The problem
For the material below, return exactly the lines starting at the line containing "are always selectable." and ending at the line containing "of a server.", both ends included, and no others.
· · ·
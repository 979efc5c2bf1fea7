//! DTO definitions used by the admin REST API and documentation layer.

use serde::{Deserialize, Serialize};
use utoipa::ToSchema;
use validator::{Validate, ValidationErrors};

use crate::{
    dto::validation::{validate_ipv4, validate_port},
    state::{server::ServerKey, spectator::ForwardedCommand},
};

/// Request to send the spectator to a server, in or outside of the rotation.
#[derive(Debug, Deserialize, ToSchema)]
pub struct JoinRequest {
    /// IPv4 address of the server.
    pub ip: String,
    /// Game port.
    pub port: u32,
    /// Join password, if any.
    #[serde(default)]
    pub password: Option<String>,
}

impl Validate for JoinRequest {
    fn validate(&self) -> Result<(), ValidationErrors> {
        let mut errors = ValidationErrors::new();

        if let Err(e) = validate_ipv4(&self.ip) {
            errors.add("ip", e);
        }
        if let Err(e) = validate_port(self.port) {
            errors.add("port", e);
        }

        if errors.is_empty() {
            Ok(())
        } else {
            Err(errors)
        }
    }
}

impl JoinRequest {
    /// Identity of the requested server. Call after validation.
    pub fn server_key(&self) -> ServerKey {
        let port = u16::try_from(self.port).unwrap_or_default();
        let password = self.password.clone().filter(|password| !password.is_empty());
        ServerKey::new(self.ip.clone(), port, password)
    }
}

/// Request to ignore or notice a rotation server.
#[derive(Debug, Deserialize, ToSchema, Validate)]
pub struct ServerAddressRequest {
    /// Host of the server.
    #[validate(length(min = 1))]
    pub ip: String,
    /// Game port.
    #[validate(range(min = 1, max = 65535))]
    pub port: u32,
}

impl ServerAddressRequest {
    /// Port narrowed to its wire type. Call after validation.
    pub fn port(&self) -> u16 {
        u16::try_from(self.port).unwrap_or_default()
    }
}

/// Operator command to forward to the spectator.
#[derive(Debug, Deserialize, ToSchema)]
pub struct SpectatorCommandRequest {
    /// Command to forward.
    pub command: ForwardedCommand,
}

/// Generic acknowledgement returned by admin operations.
#[derive(Debug, Serialize, ToSchema)]
pub struct ActionResponse {
    /// Human readable outcome.
    pub message: String,
}

impl ActionResponse {
    /// Wrap `message`.
    pub fn new(message: impl Into<String>) -> Self {
        Self {
            message: message.into(),
        }
    }
}

/// Outcome of a rotation reload.
#[derive(Debug, Serialize, ToSchema)]
pub struct ReloadResponse {
    /// Number of servers tracked after the reload.
    pub servers: usize,
}

#[cfg(test)]
mod tests {
    use super::*;

    #[test]
    fn join_request_validation() {
        let valid = JoinRequest {
            ip: "1.2.3.4".into(),
            port: 16567,
            password: Some(String::new()),
        };
        assert!(valid.validate().is_ok());
        assert_eq!(valid.server_key(), ServerKey::new("1.2.3.4", 16567, None));

        let invalid = JoinRequest {
            ip: "not-an-ip".into(),
            port: 0,
            password: None,
        };
        let errors = invalid.validate().unwrap_err();
        let fields = errors.field_errors();
        assert!(fields.contains_key("ip"));
        assert!(fields.contains_key("port"));
    }

    #[test]
    fn address_request_validation() {
        let request = ServerAddressRequest {
            ip: "1.2.3.4".into(),
            port: 70_000,
        };
        assert!(request.validate().is_err());
        let request = ServerAddressRequest {
            ip: String::new(),
            port: 16567,
        };
        assert!(request.validate().is_err());
    }
}
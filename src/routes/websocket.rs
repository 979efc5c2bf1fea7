use axum::{
    Router,
    extract::{State, WebSocketUpgrade},
    response::IntoResponse,
    routing::get,
};

use crate::{services::spectator_service, state::SharedState};

#[utoipa::path(
    get,
    path = "/ws/spectator",
    tag = "spectator",
    responses((status = 101, description = "Switching protocols to WebSocket"))
)]
/// Upgrade the HTTP connection into a spectator WebSocket session.
pub async fn ws_handler(
    State(state): State<SharedState>,
    ws: WebSocketUpgrade,
) -> impl IntoResponse {
    ws.on_upgrade(move |socket| spectator_service::handle_socket(state, socket))
}

/// Configure the WebSocket endpoint.
pub fn router() -> Router<SharedState> {
    Router::<SharedState>::new().route("/ws/spectator", get(ws_handler))
}
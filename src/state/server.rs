//! Game server entities tracked by the rotation.

use std::{
    fmt,
    time::{Duration, Instant},
};

use serde::Deserialize;

use crate::{
    provider::{PlayerState, ServerQuery, ServerState},
    state::queue::SampleQueue,
};

/// Identity of a game server. Two keys are equal only if host, port and password all match.
#[derive(Debug, Clone, PartialEq, Eq, Hash)]
pub struct ServerKey {
    /// IPv4 address of the server.
    pub host: String,
    /// Game port.
    pub port: u16,
    /// Join password, if the server requires one.
    pub password: Option<String>,
}

impl ServerKey {
    /// Build a key from its parts.
    pub fn new(host: impl Into<String>, port: u16, password: Option<String>) -> Self {
        Self {
            host: host.into(),
            port,
            password,
        }
    }

    /// Whether the key points at `host:port`, whatever the password.
    pub fn matches_address(&self, host: &str, port: u16) -> bool {
        self.host == host && self.port == port
    }

    /// Polling query for this server.
    pub fn query(&self) -> ServerQuery {
        ServerQuery::new(self.host.clone(), self.port)
    }
}

impl fmt::Display for ServerKey {
    fn fmt(&self, f: &mut fmt::Formatter<'_>) -> fmt::Result {
        write!(f, "{}:{}", self.host, self.port)
    }
}

/// Live-state requirements a server must meet to be selectable. Absent fields impose nothing.
#[derive(Debug, Clone, Default, PartialEq, Deserialize)]
#[serde(rename_all = "camelCase")]
pub struct ConditionSet {
    /// Minimum number of human players.
    pub min_players: Option<u32>,
    /// Maps the server must be playing.
    pub map_names: Option<Vec<String>>,
    /// Game types the server must be playing.
    pub game_types: Option<Vec<String>>,
    /// Required value of the "no vehicles" flag.
    pub no_vehicles: Option<bool>,
}

/// How a server takes part in the rotation.
#[derive(Debug, Clone, PartialEq)]
pub struct RotationPolicy {
    /// Multiplier applied to every score sample.
    pub weight: f64,
    /// Fallback servers are always selectable.
    pub fallback: bool,
    /// Temporary servers are never selectable and get dropped once unused.
    pub temporary: bool,
    /// Ignored servers are never picked by the selector.
    pub ignored: bool,
    /// Optional live-state conditions.
    pub conditions: Option<ConditionSet>,
}

impl Default for RotationPolicy {
    fn default() -> Self {
        Self {
            weight: 1.0,
            fallback: false,
            temporary: false,
            ignored: false,
            conditions: None,
        }
    }
}

impl RotationPolicy {
    /// Policy of a server added outside of the configured rotation.
    pub fn temporary() -> Self {
        Self {
            temporary: true,
            ..Self::default()
        }
    }
}

/// Last successful poll of a server.
#[derive(Debug, Clone)]
pub struct LiveState {
    /// Polled state, players sorted by descending score.
    pub state: ServerState,
    /// When the poll result was applied.
    pub updated_at: Instant,
}

/// A server of the rotation with its policy, live state, score history and session marker.
#[derive(Debug, Clone)]
pub struct GameServer {
    key: ServerKey,
    /// Rotation policy, replaced on reload.
    pub policy: RotationPolicy,
    live: Option<LiveState>,
    scores: SampleQueue<f64>,
    on_server_since: Option<Instant>,
}

impl GameServer {
    /// Build an entity without live state or score history.
    pub fn new(key: ServerKey, policy: RotationPolicy, score_sample_size: usize) -> Self {
        Self {
            key,
            policy,
            live: None,
            scores: SampleQueue::new(score_sample_size),
            on_server_since: None,
        }
    }

    /// Identity of the server.
    pub fn key(&self) -> &ServerKey {
        &self.key
    }

    /// Last applied poll result, if any.
    pub fn live(&self) -> Option<&LiveState> {
        self.live.as_ref()
    }

    /// Last polled state, if any.
    pub fn state(&self) -> Option<&ServerState> {
        self.live.as_ref().map(|live| &live.state)
    }

    /// Server name, or its address while it was never polled.
    pub fn name(&self) -> String {
        match self.state() {
            Some(state) if !state.name.is_empty() => state.name.clone(),
            _ => self.key.to_string(),
        }
    }

    /// Replace the live state wholesale.
    pub fn apply_state(&mut self, mut state: ServerState, now: Instant) {
        state.players.sort_by(|a, b| b.score.cmp(&a.score));
        self.live = Some(LiveState {
            state,
            updated_at: now,
        });
    }

    /// Players sorted by descending score, empty without live state.
    pub fn players(&self) -> &[PlayerState] {
        self.state()
            .map(|state| state.players.as_slice())
            .unwrap_or_default()
    }

    /// Players that are not bots.
    pub fn human_players<'a>(
        &'a self,
        spectator_name: &'a str,
    ) -> impl Iterator<Item = &'a PlayerState> + 'a {
        self.players()
            .iter()
            .filter(move |player| !player.is_bot(spectator_name))
    }

    /// Human players that scored, killed or died this round.
    pub fn active_players<'a>(
        &'a self,
        spectator_name: &'a str,
    ) -> impl Iterator<Item = &'a PlayerState> + 'a {
        self.human_players(spectator_name)
            .filter(|player| player.is_active())
    }

    /// Players counted as bots.
    pub fn bots<'a>(&'a self, spectator_name: &'a str) -> impl Iterator<Item = &'a PlayerState> + 'a {
        self.players()
            .iter()
            .filter(move |player| player.is_bot(spectator_name))
    }

    /// Find a player by exact name.
    pub fn player(&self, name: &str) -> Option<&PlayerState> {
        self.players().iter().find(|player| player.name == name)
    }

    /// Append a score sample, evicting the oldest when the history is full.
    pub fn push_score(&mut self, score: f64) {
        self.scores.push(score);
    }

    /// Mean of the score history, `None` when empty.
    pub fn current_score(&self) -> Option<f64> {
        self.scores.mean()
    }

    /// Whether the score history holds its full sample count.
    pub fn scores_full(&self) -> bool {
        self.scores.is_full()
    }

    /// Mark the spectator as watching this server since `now`.
    pub fn start_session(&mut self, now: Instant) {
        self.on_server_since = Some(now);
    }

    /// Forget the session marker.
    pub fn clear_session(&mut self) {
        self.on_server_since = None;
    }

    /// How long the spectator has been on this server, `None` if it has not joined.
    pub fn time_on_server(&self, now: Instant) -> Option<Duration> {
        self.on_server_since
            .map(|since| now.saturating_duration_since(since))
    }

    /// Whether the spectator is currently on this server.
    pub fn has_spectator_joined(&self) -> bool {
        self.on_server_since.is_some()
    }
}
· · ·
Expected output
    /// Fallback servers are always selectable.
    pub fallback: bool,
    /// Temporary servers are never selectable and get dropped once unused.
    pub temporary: bool,
    /// Ignored servers are never picked by the selector.
    pub ignored: bool,
    /// Optional live-state conditions.
    pub conditions: Option<ConditionSet>,
}

impl Default for RotationPolicy {
    fn default() -> Self {
        Self {
            weight: 1.0,
            fallback: false,
            temporary: false,
            ignored: false,
            conditions: None,
        }
    }
}

impl RotationPolicy {
    /// Policy of a server added outside of the configured rotation.
    pub fn temporary() -> Self {
        Self {
            temporary: true,
            ..Self::default()
        }
    }
}

/// Last successful poll of a server.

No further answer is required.